Codex Azcatitlan depicting the Spanish army, with Cortez and Malinche in front

The Spanish-led Totonac army crossed into Tlaxcala to seek the latter's alliance against the Aztecs. However, the Tlaxcalan general Xicotencatl the Younger believed them to be hostile, and attacked. After fighting several close battles, Cortés eventually convinced the leaders of Tlaxcala to order their general to stand down. Cortés then secured an alliance with the people of Tlaxcala, and traveled from there to the Basin of Mexico with a smaller company of 5,000-6,000 Tlaxcalans and 400 Totonacs, in addition to the Spanish soldiers.[40] During his stay in the city of Cholula, Cortés claims he received word of a planned ambush against the Spanish.[40] In a pre-emptive response, Cortés directed his troops attack and kill a large number of unarmed Cholulans gathered in the main square of the city.

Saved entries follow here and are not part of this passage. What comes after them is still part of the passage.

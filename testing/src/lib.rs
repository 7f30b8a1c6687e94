//! # Stellar Burgers Testing
//!
//! Testing utilities and helpers for the Stellar Burgers architecture.
//!
//! This crate provides:
//! - Mock implementations of Environment traits
//! - An in-memory event bus that captures published events
//! - A fluent reducer test harness with Given-When-Then syntax
//!
//! ## Example
//!
//! ```ignore
//! use stellar_burgers_testing::{ReducerTest, test_clock};
//!
//! #[test]
//! fn adding_a_bun_replaces_the_previous_one() {
//!     ReducerTest::new(ConstructorReducer::new())
//!         .with_env(test_environment())
//!         .given_state(state_with_bun(krator_bun()))
//!         .when_action(AppAction::AddIngredient(fluorescent_bun()))
//!         .then_state(|state| {
//!             assert_eq!(state.constructor.bun.as_ref().map(|b| &b.name),
//!                        Some(&"Fluorescent bun".to_string()));
//!         })
//!         .run();
//! }
//! ```

use chrono::{DateTime, Utc};
use stellar_burgers_core::environment::{Clock, IdGenerator};

pub mod event_bus;
pub mod reducer_test;

/// Mock implementations for testing.
pub mod mocks {
    use super::{Clock, DateTime, IdGenerator, Utc};
    use std::sync::atomic::{AtomicU64, Ordering};

    /// Fixed clock for deterministic tests
    ///
    /// Always returns the same time, making tests reproducible.
    ///
    /// # Example
    ///
    /// ```
    /// use stellar_burgers_testing::mocks::FixedClock;
    /// use stellar_burgers_core::environment::Clock;
    /// use chrono::Utc;
    ///
    /// let clock = FixedClock::new(Utc::now());
    /// let time1 = clock.now();
    /// let time2 = clock.now();
    /// assert_eq!(time1, time2); // Always the same!
    /// ```
    #[derive(Debug, Clone)]
    pub struct FixedClock {
        time: DateTime<Utc>,
    }

    impl FixedClock {
        /// Create a new fixed clock with the given time
        #[must_use]
        pub const fn new(time: DateTime<Utc>) -> Self {
            Self { time }
        }
    }

    impl Clock for FixedClock {
        fn now(&self) -> DateTime<Utc> {
            self.time
        }
    }

    /// Create a default fixed clock for tests (2025-01-01 00:00:00 UTC)
    ///
    /// # Panics
    ///
    /// This function will panic if the hardcoded timestamp fails to parse,
    /// which should never happen in practice.
    #[must_use]
    #[allow(clippy::expect_used)]
    pub fn test_clock() -> FixedClock {
        FixedClock::new(
            DateTime::parse_from_rfc3339("2025-01-01T00:00:00Z")
                .expect("hardcoded timestamp should always parse")
                .with_timezone(&Utc),
        )
    }

    /// Deterministic id generator for tests
    ///
    /// Produces `id-1`, `id-2`, ... so assertions can name instance ids.
    #[derive(Debug, Default)]
    pub struct SequentialIdGenerator {
        counter: AtomicU64,
    }

    impl SequentialIdGenerator {
        /// Create a generator starting at `id-1`.
        #[must_use]
        pub const fn new() -> Self {
            Self {
                counter: AtomicU64::new(0),
            }
        }
    }

    impl IdGenerator for SequentialIdGenerator {
        fn next_id(&self) -> String {
            let n = self.counter.fetch_add(1, Ordering::Relaxed) + 1;
            format!("id-{n}")
        }
    }
}

// Re-export commonly used items
pub use event_bus::InMemoryEventBus;
pub use mocks::{FixedClock, SequentialIdGenerator, test_clock};
pub use reducer_test::ReducerTest;

#[cfg(test)]
mod tests {
    use super::*;

    #[test]
    fn test_fixed_clock() {
        let clock = test_clock();
        let time1 = clock.now();
        let time2 = clock.now();
        assert_eq!(time1, time2);
    }

    #[test]
    fn sequential_ids_are_predictable() {
        let ids = SequentialIdGenerator::new();
        assert_eq!(ids.next_id(), "id-1");
        assert_eq!(ids.next_id(), "id-2");
    }
}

Following the massacre at Cholula, Hernan Cortés and the other Spaniards entered Tenochtitlan, where they were greeted as guests and given quarters in the palace of former emperor Axayacatl.[41] After staying in the city for six weeks, two Spaniards from the group left behind in Veracruz were killed in an altercation with an Aztec lord named Quetzalpopoca. Cortés claims that he used this incident as an excuse to take Motecuzoma prisoner under threat of force.[40] For several months, Motecuzoma continued to run the kingdom as a prisoner of Hernan Cortés. Then, in 1520, a second, larger Spanish expedition arrived under the command of Pánfilo de Narváez sent by Diego Velásquez with the goal of arresting Cortés for treason. Before confronting Narváez, Cortés secretly persuaded Narváez's lieutenants to betray him and join Cortés.[40]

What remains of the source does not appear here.